At Flickr, we built Nearby using a similar approach in Vespa.

This isn't going to replace PostGIS any time soon but it will allow you to filter your queries by a specific radius, using a plain old GET request, which is a Good Thing ™. There's a lesson in that which is: Even when you actually figure out how to use PostGIS all the weird setup hoops and syntax quirks required to do anything make it feel like you might as well be stabbing yourself in the face. It is a very good spatial database but it's also not very much fun. There's also the part where Solr has replication and Postgres doesn't...

So, the obvious candidate for the Solr-love would be a local copy of all your Flickr data, exported through the API. Maybe an extension to Net::Flickr::Backup that writes to Solr at the same time. I've actually started to do that but then decided to try something a bit simpler to get my feet wet: Why not import all of the GeoPlanet data set in to Solr? It's not immediately obvious why you'd want to use Solr instead of a plain old database but I figured that the ability to facet the parent and child relations and adjacencies alongside all the usual search-y bits for place names made it worth at least trying.

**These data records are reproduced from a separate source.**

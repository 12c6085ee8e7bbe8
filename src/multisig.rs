//! SPL Token multisig state.
//!
//! Layout (SPL Token multisig, 355 bytes):
//! ```text
//!   0..1    m               (u8, signatures required)
//!   1..2    n               (u8, valid signers)
//!   2..3    is_initialized  (u8, nonzero = true)
//!   3..355  signers         (11 x Address, slots past n are padding)
//! ```

use core::fmt;

use pinocchio::Address;

use crate::checks::{check_owner_id, check_size};
use crate::cursor::SliceCursor;
use crate::error::{log_rejection, StateError};
use crate::{programs, require};

/// Signer slots in every multisig account, used or not.
pub const MAX_SIGNERS: usize = 11;

/// Bytes before the first signer slot.
pub const MULTISIG_HEADER_LEN: usize = 3;

/// Exact size of an SPL Token multisig account.
pub const MULTISIG_LEN: usize = MULTISIG_HEADER_LEN + MAX_SIGNERS * 32;

/// Decoded M-of-N multisig.
///
/// All eleven slots are copied inline so decoding never allocates, but only
/// the first `n` are reachable through [`Multisig::signers`].
#[derive(Clone)]
pub struct Multisig {
    m: u8,
    n: u8,
    is_initialized: bool,
    slots: [Address; MAX_SIGNERS],
}

impl Multisig {
    /// Decode from raw account data. Same as [`decode_multisig`].
    #[inline]
    pub fn from_bytes(data: &[u8]) -> Result<Self, StateError> {
        decode_multisig(data)
    }

    /// Signatures required (M).
    #[inline(always)]
    pub fn m(&self) -> u8 {
        self.m
    }

    /// Valid signers (N). Always equal to `signers().len()`.
    #[inline(always)]
    pub fn n(&self) -> u8 {
        self.n
    }

    #[inline(always)]
    pub fn is_initialized(&self) -> bool {
        self.is_initialized
    }

    /// The first `n` signer keys, in on-chain order.
    #[inline(always)]
    pub fn signers(&self) -> &[Address] {
        &self.slots[..self.n as usize]
    }

    /// Whether `key` is one of the first `n` signers.
    #[inline]
    pub fn is_signer(&self, key: &Address) -> bool {
        self.signers().iter().any(|s| s == key)
    }
}

// Padding slots past `n` don't take part in equality.
impl PartialEq for Multisig {
    fn eq(&self, other: &Self) -> bool {
        self.m == other.m
            && self.is_initialized == other.is_initialized
            && self.signers() == other.signers()
    }
}

impl Eq for Multisig {}

struct Signers<'a>(&'a [Address]);

impl fmt::Debug for Signers<'_> {
    fn fmt(&self, f: &mut fmt::Formatter<'_>) -> fmt::Result {
        f.debug_list()
            .entries(self.0.iter().map(Address::as_array))
            .finish()
    }
}

impl fmt::Debug for Multisig {
    fn fmt(&self, f: &mut fmt::Formatter<'_>) -> fmt::Result {
        f.debug_struct("Multisig")
            .field("m", &self.m)
            .field("n", &self.n)
            .field("is_initialized", &self.is_initialized)
            .field("signers", &Signers(self.signers()))
            .finish()
    }
}

/// Decode a 355-byte SPL Token multisig.
///
/// Trusts the declared `n`: trailing slots are dropped without checking
/// that they are zero. An `n` above [`MAX_SIGNERS`] fails with
/// `InvalidSignerCount`.
pub fn decode_multisig(data: &[u8]) -> Result<Multisig, StateError> {
    check_size(data, MULTISIG_LEN)?;

    let mut cur = SliceCursor::new(data);
    let m = cur.read_u8()?;
    let n = cur.read_u8()?;
    let is_initialized = cur.read_bool()?;
    require!(n as usize <= MAX_SIGNERS, StateError::InvalidSignerCount);

    let mut slots = [programs::SYSTEM; MAX_SIGNERS];
    for slot in slots.iter_mut() {
        *slot = cur.read_address()?;
    }

    Ok(Multisig {
        m,
        n,
        is_initialized,
        slots,
    })
}

/// Decode a multisig after checking it is owned by the SPL Token program.
pub fn decode_owned_multisig(data: &[u8], owner: &Address) -> Result<Multisig, StateError> {
    check_owner_id(owner, &programs::TOKEN)
        .and_then(|()| decode_multisig(data))
        .inspect_err(|err| log_rejection(*err, data.len()))
}
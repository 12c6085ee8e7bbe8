//! Convenience re-exports for the common usage pattern.
//!
//! ```rust,ignore
//! use token_state::prelude::*;
//! ```

// ── Decoders ─────────────────────────────────────────────────────────────────
pub use crate::mint::{decode_mint, decode_owned_mint, Mint, MINT_LEN};
pub use crate::multisig::{
    decode_multisig, decode_owned_multisig, Multisig, MAX_SIGNERS, MULTISIG_LEN,
};
pub use crate::token::{
    decode_owned_token_account, decode_token_account, AccountState, TokenAccount,
    TOKEN_ACCOUNT_LEN,
};

// ── Checks and errors ────────────────────────────────────────────────────────
pub use crate::checks::{check_owner_id, check_size};
pub use crate::error::StateError;

// ── Cursor ───────────────────────────────────────────────────────────────────
pub use crate::cursor::SliceCursor;

// ── Program ids ──────────────────────────────────────────────────────────────
pub use crate::programs;

// ── Macros (re-exported from crate root via #[macro_export]) ─────────────────
pub use crate::{require, require_keys_eq};

// ── Pinocchio core types ─────────────────────────────────────────────────────
pub use pinocchio::{error::ProgramError, Address};
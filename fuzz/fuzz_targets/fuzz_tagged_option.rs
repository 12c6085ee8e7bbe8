#![no_main]

use libfuzzer_sys::fuzz_target;
use token_state::{SliceCursor, OPTION_TAG_LEN};

// A tagged read always consumes tag + payload, and the tag alone decides
// presence.
fuzz_target!(|data: &[u8]| {
    let mut cur = SliceCursor::new(data);
    match cur.read_option_u64() {
        Ok(value) => {
            assert_eq!(cur.position(), OPTION_TAG_LEN + 8);
            let tag = u32::from_le_bytes([data[0], data[1], data[2], data[3]]);
            assert_eq!(value.is_some(), tag != 0);
        }
        Err(_) => assert!(data.len() < OPTION_TAG_LEN + 8),
    }
});
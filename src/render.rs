use crate::config::Palette;
use crate::life::Grid;

/// Size in pixels of the frame buffer holding a `width` by `height` grid.
pub fn buffer_size(width: usize, height: usize, scale: u32) -> Option<(u32, u32)> {
    let w = u32::try_from(width).ok()?.checked_mul(scale)?;
    let h = u32::try_from(height).ok()?.checked_mul(scale)?;
    // RGBA bytes must fit in memory too
    (w as usize).checked_mul(h as usize)?.checked_mul(4)?;
    Some((w, h))
}

pub fn cell_color(x: usize, y: usize, alive: bool, palette: &Palette) -> [u8; 4] {
    if alive {
        palette.alive
    } else if (x + y % 2) % 2 == 0 {
        palette.dead_even
    } else {
        palette.dead_odd
    }
}

/// Maps a frame pixel to the cell under it. Pixels left of or above the grid
/// map to negative cells.
pub fn cell_at(pixel: (isize, isize), scale: u32) -> (isize, isize) {
    let scale = scale as isize;
    (pixel.0.div_euclid(scale), pixel.1.div_euclid(scale))
}

/// The cell a press lands on, given the pixel position the frame buffer
/// reports for it. Positions outside the buffer or the grid give `None`.
pub fn click_cell(
    pixel: Result<(usize, usize), (isize, isize)>,
    scale: u32,
    grid: &Grid,
) -> Option<(usize, usize)> {
    let (px, py) = pixel.ok()?;
    let (x, y) = cell_at((isize::try_from(px).ok()?, isize::try_from(py).ok()?), scale);
    let (x, y) = (usize::try_from(x).ok()?, usize::try_from(y).ok()?);
    grid.contains(x, y).then_some((x, y))
}

/// Draw the grid into an RGBA frame of `grid.width() * scale` pixels per row.
pub fn draw(grid: &Grid, frame: &mut [u8], scale: u32, palette: &Palette) {
    let scale = scale as usize;
    let row_bytes = grid.width() * scale * 4;
    debug_assert_eq!(frame.len(), row_bytes * grid.height() * scale);

    for pixel in frame.chunks_exact_mut(4) {
        pixel.copy_from_slice(&palette.background);
    }

    for (x, y, alive) in grid.iter() {
        let rgba = cell_color(x, y, alive, palette);
        for row in y * scale..(y + 1) * scale {
            let start = row * row_bytes + x * scale * 4;
            for pixel in frame[start..start + scale * 4].chunks_exact_mut(4) {
                pixel.copy_from_slice(&rgba);
            }
        }
    }
}
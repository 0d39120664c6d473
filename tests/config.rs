use pixel_life::{run, Config, Error};

// Invalid settings are rejected before any window is opened.

#[test]
fn zero_frame_rate_is_an_error() {
    let config = Config {
        frame_rate: 0.,
        ..Config::default()
    };
    assert!(matches!(run(3, 3, config), Err(Error::FrameRate(_))));
}

#[test]
fn nan_frame_rate_is_an_error() {
    let config = Config {
        frame_rate: f64::NAN,
        ..Config::default()
    };
    assert!(matches!(run(3, 3, config), Err(Error::FrameRate(_))));
}

#[test]
fn zero_cell_scale_is_an_error() {
    let config = Config {
        cell_scale: 0,
        ..Config::default()
    };
    assert!(matches!(run(3, 3, config), Err(Error::CellScale)));
}

#[test]
fn empty_grid_is_an_error() {
    assert!(matches!(
        run(0, 3, Config::default()),
        Err(Error::Grid(_))
    ));
}
use error_iter::ErrorIter as _;
use log::error;

use crate::life::GridError;

#[derive(Debug, thiserror::Error)]
pub enum Error {
    #[error(transparent)]
    Grid(#[from] GridError),
    #[error("a {width}x{height} grid at {scale} pixels per cell does not fit in a frame buffer")]
    Viewport {
        width: usize,
        height: usize,
        scale: u32,
    },
    #[error("frame rate must be a positive number, got {0}")]
    FrameRate(f64),
    #[error("window zoom must be a positive number, got {0}")]
    WindowZoom(f64),
    #[error("cells must be at least one pixel wide")]
    CellScale,
    #[error("event loop failed")]
    EventLoop(#[from] winit::error::EventLoopError),
    #[error("could not open window")]
    Window(#[from] winit::error::OsError),
    #[error("pixel buffer failed")]
    Pixels(#[from] pixels::Error),
    #[error("could not resize surface")]
    Surface(#[from] pixels::TextureError),
}

/// Log an error along with every error in its `source()` chain.
pub fn log_error<E: std::error::Error + 'static>(method_name: &str, err: &E) {
    error!("{method_name}() failed: {err}");
    for source in err.sources().skip(1) {
        error!("  Caused by: {source}");
    }
}
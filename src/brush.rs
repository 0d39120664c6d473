use log::warn;

use crate::life::Life;

/// Left-button input gathered for one frame, already mapped to cells.
pub struct Stroke {
    pub pressed: bool,
    pub press_cell: Option<(usize, usize)>, // Cell under a press inside the grid.
    pub held: bool,
    pub from: (isize, isize), // Cursor cell at the start of the frame.
    pub to: (isize, isize),
}

/// Paints the state chosen by the last press for as long as the button is held.
#[derive(Default, Debug)]
pub struct Brush {
    paint: Option<bool>,
}

impl Brush {
    pub fn paint(&self) -> Option<bool> {
        self.paint
    }

    pub fn apply(&mut self, life: &mut Life, stroke: &Stroke) {
        if stroke.pressed {
            self.paint = stroke
                .press_cell
                .and_then(|(x, y)| match life.toggle(x, y) {
                    Ok(alive) => Some(alive),
                    Err(err) => {
                        warn!("ignoring click: {err}");
                        None
                    }
                });
        }

        let Some(alive) = self.paint else {
            return;
        };
        if !stroke.held {
            self.paint = None;
            return;
        }
        if stroke.from != stroke.to {
            life.grid_mut().set_line(stroke.from, stroke.to, alive);
        }
    }
}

The data itself is exported as tab-separated files, with aliases (alternate names) and adjacencies for every WOE ID stored in separate files. This is fine except for the part where reading those files in to memory and feeding the Solr index, at the same time, is an outrageous memory hog. Instead I opted for exporting the aliases and adjacencies to a SQLite database. The actual list of places is read, line by line, using a simple Python script that pokes the temporary database per WOE ID.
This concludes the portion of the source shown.